The RGD-33 (Ручная Граната Дьяконова образца 33 года) is a Soviet dual use (offensive and defensive) stick grenade developed in 1933.

Designed to replace the RG-14/30 which was an improved World War I vintage design, the RGD-33 proved to be overly complex to operate (especially in the hands of hastily trained conscripts), and too complex to easily produce during the Great Patriotic War. It was replaced in service with a simpler design, the RG-42, though it remained in service with naval infantry units for the remainder of the war.

In the post-war period, despite being obsolete in the USSR, the RGD-33 would continue to see use in Korea and Vietnam.

== Design ==

The grenade replaced the RG-14/30, which was a World War I vintage design with an improved arming system. The RGD-33 is composed of four separate pieces: a cylindrical head containing 85 g of TNT filling, a fragmentation sleeve that was only used when thrown under the protection of a trench or cover, the throwing handle which contains the igniter, and the fuse.

The grenade was distributed to troops in both assembled and disassambled (head separated from the handle) forms; riflemen carried the assembled grenades and fuses separately in a grenade pouch. Each fuse was wrapped separately in paper or cloth and stored in special pockets of the pouch. Before use the fuse is inserted into the grenade head.

Described by Rottman as "the most complex grenade to operate," the RGD-33 was too complicated to handle, specially in the hands of poorly educated peasant conscripts under the stress of combat situations.

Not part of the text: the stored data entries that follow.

//! Heuristic check that a payload is text rather than binary data.

/// Number of leading characters inspected.
pub const SAMPLE_CHARS: usize = 1000;

/// Threshold used when the configured one is not a ratio strictly between 0 and 1.
pub const DEFAULT_THRESHOLD: f64 = 0.05;

/// Returns `threshold` if it is a usable ratio, otherwise [`DEFAULT_THRESHOLD`].
pub fn effective_threshold(threshold: f64) -> f64 {
    if threshold.is_finite() && threshold > 0.0 && threshold < 1.0 {
        threshold
    } else {
        DEFAULT_THRESHOLD
    }
}

/// Returns true when the share of control characters in the first
/// [`SAMPLE_CHARS`] characters of `text` stays below `threshold`.
///
/// Tab, line feed, vertical tab, form feed and carriage return count as
/// printable. Empty text is text. A `threshold` outside `(0, 1)` falls back
/// to [`DEFAULT_THRESHOLD`].
pub fn is_likely_text(text: &str, threshold: f64) -> bool {
    let threshold = effective_threshold(threshold);
    let mut total = 0usize;
    let mut nonprintable = 0usize;
    for ch in text.chars().take(SAMPLE_CHARS) {
        total += 1;
        let code = ch as u32;
        if code < 9 || (code > 13 && code < 32) {
            nonprintable += 1;
        }
    }

    if total == 0 {
        return true;
    }
    (nonprintable as f64 / total as f64) < threshold
}

#[cfg(test)]
mod tests {
    use super::*;

    #[test]
    fn test_accepts_regular_text() {
        assert!(is_likely_text("Hello, world!", 0.05));
        assert!(is_likely_text("こんにちは世界", 0.05));
        assert!(is_likely_text("a\tb\r\nc", 0.05));
        assert!(is_likely_text("", 0.05));
    }

    #[test]
    fn test_rejects_binary_like_payloads() {
        assert!(!is_likely_text("\u{0}\u{1}\u{2}\u{3}binary", 0.05));
    }

    #[test]
    fn test_unusable_threshold_falls_back_to_default() {
        for threshold in [0.0, -1.0, 1.0, 7.5, f64::NAN, f64::INFINITY] {
            assert_eq!(effective_threshold(threshold), DEFAULT_THRESHOLD);
            assert!(is_likely_text("{\"a\":1}", threshold));
            assert!(!is_likely_text("\u{0}\u{1}\u{2}\u{3}binary", threshold));
        }
        assert_eq!(effective_threshold(0.2), 0.2);
    }

    #[test]
    fn test_only_sample_is_inspected() {
        let text = format!("{}{}", "a".repeat(SAMPLE_CHARS), "\u{1}".repeat(500));
        assert!(is_likely_text(&text, 0.05));
    }
}
use anyhow::{Context, Result};
use clap::Parser;
use std::io::{self, Write};
use std::path::PathBuf;
use tracing_subscriber::EnvFilter;

use unifio::combine::{combine, CombineRequest, Input};
use unifio::config::Config;
use unifio::file::loader::{load_input, load_request, load_template, read_stdin, split_format_prefix};
use unifio::file::saver::{render, save_to_file, OutputFormat};

/// Unifio - merge JSON, XML, YAML and CSV documents into one
#[derive(Parser)]
#[command(name = "unifio")]
#[command(version)]
#[command(about = "Merge structured documents and reshape them with JSONPath templates", long_about = None)]
struct Cli {
    /// Input documents, merged in order. Use FORMAT:PATH to force a format; `-` reads stdin
    #[arg(required_unless_present = "request")]
    inputs: Vec<String>,

    /// JSON or YAML template whose string leaves are JSONPath expressions
    #[arg(short, long)]
    template: Option<PathBuf>,

    /// Read a complete request ({"inputs": [...], "output_format": {...}}) from a JSON file
    #[arg(long, conflicts_with_all = ["inputs", "template"])]
    request: Option<PathBuf>,

    /// Config file (default: ~/.config/unifio/config.toml)
    #[arg(short, long)]
    config: Option<PathBuf>,

    /// Deepest template level evaluated
    #[arg(long)]
    depth_cap: Option<usize>,

    /// Most values a single template leaf may return
    #[arg(long)]
    array_cap: Option<usize>,

    /// Keep CSV cells that look like spreadsheet formulas unchanged
    #[arg(long)]
    no_sanitize: bool,

    /// Output serialization
    #[arg(short, long, value_enum, default_value_t = OutputFormat::Json)]
    format: OutputFormat,

    /// Write the result to a file instead of stdout (`.gz` compresses)
    #[arg(short, long)]
    output: Option<PathBuf>,

    /// Print projection metadata as JSON to stderr
    #[arg(long)]
    metadata: bool,
}

fn init_tracing() {
    tracing_subscriber::fmt()
        .with_env_filter(
            EnvFilter::try_from_default_env().unwrap_or_else(|_| EnvFilter::new("unifio=warn")),
        )
        .with_writer(io::stderr)
        .init();
}

fn load_config(cli: &Cli) -> Result<Config> {
    let mut config = match &cli.config {
        Some(path) => Config::from_file(path)?,
        None => Config::load(),
    };
    if let Some(depth_cap) = cli.depth_cap {
        config.depth_cap = depth_cap;
    }
    if let Some(array_cap) = cli.array_cap {
        config.array_cap = array_cap;
    }
    if cli.no_sanitize {
        config.sanitize_csv = false;
    }
    Ok(config)
}

fn build_request(cli: &Cli) -> Result<CombineRequest> {
    if let Some(path) = &cli.request {
        return load_request(path);
    }

    let mut inputs = Vec::with_capacity(cli.inputs.len());
    let mut stdin_used = false;
    for arg in &cli.inputs {
        let (format, path) = split_format_prefix(arg);
        if path == "-" {
            let format = format.context("Reading from stdin requires a format, e.g. json:-")?;
            if stdin_used {
                anyhow::bail!("stdin can only be used for one input");
            }
            stdin_used = true;
            inputs.push(Input::new(format, read_stdin()?));
        } else {
            inputs.push(load_input(path, format)?);
        }
    }

    let mut request = CombineRequest::new(inputs);
    if let Some(path) = &cli.template {
        request = request.with_template(load_template(path)?);
    }
    Ok(request)
}

fn main() -> Result<()> {
    init_tracing();

    let cli = Cli::parse();
    let config = load_config(&cli)?;
    let request = build_request(&cli)?;

    let response = combine(&request, &config)?;

    if cli.metadata {
        if let Some(metadata) = &response.metadata {
            let line = serde_json::to_string(metadata).context("Failed to serialize metadata")?;
            eprintln!("{}", line);
        }
    }

    let rendered = render(&response.result, cli.format)?;
    match &cli.output {
        Some(path) => save_to_file(path, &rendered)
            .with_context(|| format!("Failed to write {}", path.display()))?,
        None => {
            let mut stdout = io::stdout().lock();
            stdout
                .write_all(rendered.as_bytes())
                .context("Failed to write to stdout")?;
            stdout.flush().context("Failed to flush stdout")?;
        }
    }

    Ok(())
}
//! File I/O for the command-line front end.
//!
//! This module loads input documents, templates and requests from disk or
//! stdin, and writes combined results back out as JSON or YAML.

pub mod loader;
pub mod saver;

Before arming, a safety switch on the outer handle must be released by flipping it to the left unlocking the inner and outer handles; the inner handle remains fixed and the outer handle rotates. The operator then grasps the warhead with their offhand and grips the handle with their throwing hand. The handle is then pulled back, rotated clockwise to the right and pushed in; a red dot will appear in the window to indicate it was now cocked. The safety is now moved to the right to cover the red dot in the cutout, making it safe. The cover on the top of the grenade head was opened, the fuse inserted and the cover closed; it is disarmed by pushing the catch open, causing the fuze to pop out and be retrieved.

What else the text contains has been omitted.